What to do:
The data below holds a line containing "Float to integer" and a line containing "ScalarType::F32 => f64::from(f32::from_bits(bits"; please quote exactly those two lines and every line between them, and nothing else.

Data records:
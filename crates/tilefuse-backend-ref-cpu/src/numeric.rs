use half::{bf16, f16};
use tilefuse::ir::ScalarType;

/// Rounds `value` to the nearest value representable in `elem`.
pub fn round_float(elem: ScalarType, value: f64) -> f64 {
    match elem {
        ScalarType::F64 => value,
        ScalarType::F32 => value as f32 as f64,
        ScalarType::F16 => f16::from_f64(value).to_f64(),
        ScalarType::Bf16 => bf16::from_f64(value).to_f64(),
        _ => value,
    }
}

/// Wraps `value` to the two's complement range of `elem`. `i1` is kept as 0 or 1.
pub fn wrap_int(elem: ScalarType, value: i64) -> i64 {
    match elem {
        ScalarType::I1 => value & 1,
        ScalarType::I8 => value as i8 as i64,
        ScalarType::I16 => value as i16 as i64,
        ScalarType::I32 => value as i32 as i64,
        _ => value,
    }
}

/// The bit pattern of `value` read as an unsigned integer of `elem`'s width.
pub fn as_unsigned(elem: ScalarType, value: i64) -> u64 {
    match elem {
        ScalarType::I1 => (value & 1) as u64,
        ScalarType::I8 => value as u8 as u64,
        ScalarType::I16 => value as u16 as u64,
        ScalarType::I32 => value as u32 as u64,
        _ => value as u64,
    }
}

/// Signed value of an integer element; a set `i1` reads as -1.
pub fn as_signed(elem: ScalarType, value: i64) -> i64 {
    match elem {
        ScalarType::I1 => -(value & 1),
        _ => value,
    }
}

/// Float to integer conversion truncating toward zero and saturating at the width of `elem`.
pub fn float_to_int(elem: ScalarType, value: f64) -> i64 {
    if value.is_nan() {
        return 0;
    }
    let bits = elem.bit_width();
    if bits >= 64 {
        return value as i64;
    }
    let max = (1i64 << (bits - 1)) - 1;
    let min = -(1i64 << (bits - 1));
    (value.trunc() as i64).clamp(min, max)
}

pub fn float_to_bits(elem: ScalarType, value: f64) -> u64 {
    match elem {
        ScalarType::F64 => value.to_bits(),
        ScalarType::F32 => u64::from((value as f32).to_bits()),
        ScalarType::F16 => u64::from(f16::from_f64(value).to_bits()),
        _ => u64::from(bf16::from_f64(value).to_bits()),
    }
}

pub fn float_from_bits(elem: ScalarType, bits: u64) -> f64 {
    match elem {
        ScalarType::F64 => f64::from_bits(bits),
        ScalarType::F32 => f64::from(f32::from_bits(bits as u32)),
        ScalarType::F16 => f16::from_bits(bits as u16).to_f64(),
        _ => bf16::from_bits(bits as u16).to_f64(),
    }
}

/// Rounds an f32 to the 10 explicit mantissa bits of TF32, nearest-even.
pub fn round_to_tf32(value: f64) -> f64 {
    let single = value as f32;
    if !single.is_finite() {
        return f64::from(single);
    }
    let bits = single.to_bits();
    let lsb = (bits >> 13) & 1;
    let rounded = bits.wrapping_add(0x0fff + lsb) & !0x1fff;
    f64::from(f32::from_bits(rounded))
}

/// Evaluates a device math routine by its base name (`exp`, `log1p`, `atan2`, ...).
pub fn math_function(name: &str, args: &[f64]) -> Option<f64> {
    let x = *args.first()?;
    let y = args.get(1).copied();
    let value = match name {
        "exp" => x.exp(),
        "expm1" => x.exp_m1(),
        "log" => x.ln(),
        "log1p" => x.ln_1p(),
        "sqrt" => x.sqrt(),
        "rsqrt" => 1.0 / x.sqrt(),
        "cbrt" => x.cbrt(),
        "sin" => x.sin(),
        "cos" => x.cos(),
        "tan" => x.tan(),
        "tanh" => x.tanh(),
        "atan2" => x.atan2(y?),
        "pow" => x.powf(y?),
        "fmod" => x % y?,
        _ => return None,
    };
    Some(value)
}

/// Strips vendor prefixes and precision suffixes from a device function symbol.
pub fn math_base_name(symbol: &str) -> &str {
    let name = symbol
        .strip_prefix("__nv_")
        .or_else(|| symbol.strip_prefix("__ocml_"))
        .unwrap_or(symbol);
    let name = name
        .strip_suffix("_f32")
        .or_else(|| name.strip_suffix("_f64"))
        .unwrap_or(name);
    if math_function(name, &[1.0, 1.0]).is_some() {
        return name;
    }
    name.strip_suffix('f').unwrap_or(name)
}

#[cfg(test)]
mod tests {
    use super::*;

    #[test]
    fn integer_wrapping_follows_width() {
        assert_eq!(wrap_int(ScalarType::I8, 200), -56);
        assert_eq!(wrap_int(ScalarType::I1, 3), 1);
        assert_eq!(as_unsigned(ScalarType::I16, -1), 65535);
        assert_eq!(as_signed(ScalarType::I1, 1), -1);
        assert_eq!(float_to_int(ScalarType::I8, 1000.0), 127);
        assert_eq!(float_to_int(ScalarType::I32, -2.7), -2);
    }

    #[test]
    fn bf16_rounding_and_bits_agree() {
        let rounded = round_float(ScalarType::Bf16, 1.0 + 1.0 / 512.0);
        assert_eq!(rounded, 1.0);
        let bits = float_to_bits(ScalarType::F32, 1.5);
        assert_eq!(bits, 0x3fc0_0000);
        assert_eq!(float_from_bits(ScalarType::F32, bits), 1.5);
    }

    #[test]
    fn tf32_keeps_ten_mantissa_bits() {
        let value = 1.0 + 1.0 / 4096.0;
        assert_eq!(round_to_tf32(value), 1.0);
        assert_eq!(round_to_tf32(1.0 + 1.0 / 1024.0), 1.0 + 1.0 / 1024.0);
    }

    #[test]
    fn symbol_names_resolve_to_math_routines() {
        assert_eq!(math_base_name("__nv_expf"), "exp");
        assert_eq!(math_base_name("__nv_exp"), "exp");
        assert_eq!(math_base_name("__nv_fmodf"), "fmod");
        assert_eq!(math_base_name("__ocml_log1p_f32"), "log1p");
        assert_eq!(math_function("atan2", &[1.0, 1.0]), Some(std::f64::consts::FRAC_PI_4));
    }
}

Written response:
/// Float to integer conversion truncating toward zero and saturating at the width of `elem`.
pub fn float_to_int(elem: ScalarType, value: f64) -> i64 {
    if value.is_nan() {
        return 0;
    }
    let bits = elem.bit_width();
    if bits >= 64 {
        return value as i64;
    }
    let max = (1i64 << (bits - 1)) - 1;
    let min = -(1i64 << (bits - 1));
    (value.trunc() as i64).clamp(min, max)
}

pub fn float_to_bits(elem: ScalarType, value: f64) -> u64 {
    match elem {
        ScalarType::F64 => value.to_bits(),
        ScalarType::F32 => u64::from((value as f32).to_bits()),
        ScalarType::F16 => u64::from(f16::from_f64(value).to_bits()),
        _ => u64::from(bf16::from_f64(value).to_bits()),
    }
}

pub fn float_from_bits(elem: ScalarType, bits: u64) -> f64 {
    match elem {
        ScalarType::F64 => f64::from_bits(bits),
        ScalarType::F32 => f64::from(f32::from_bits(bits as u32)),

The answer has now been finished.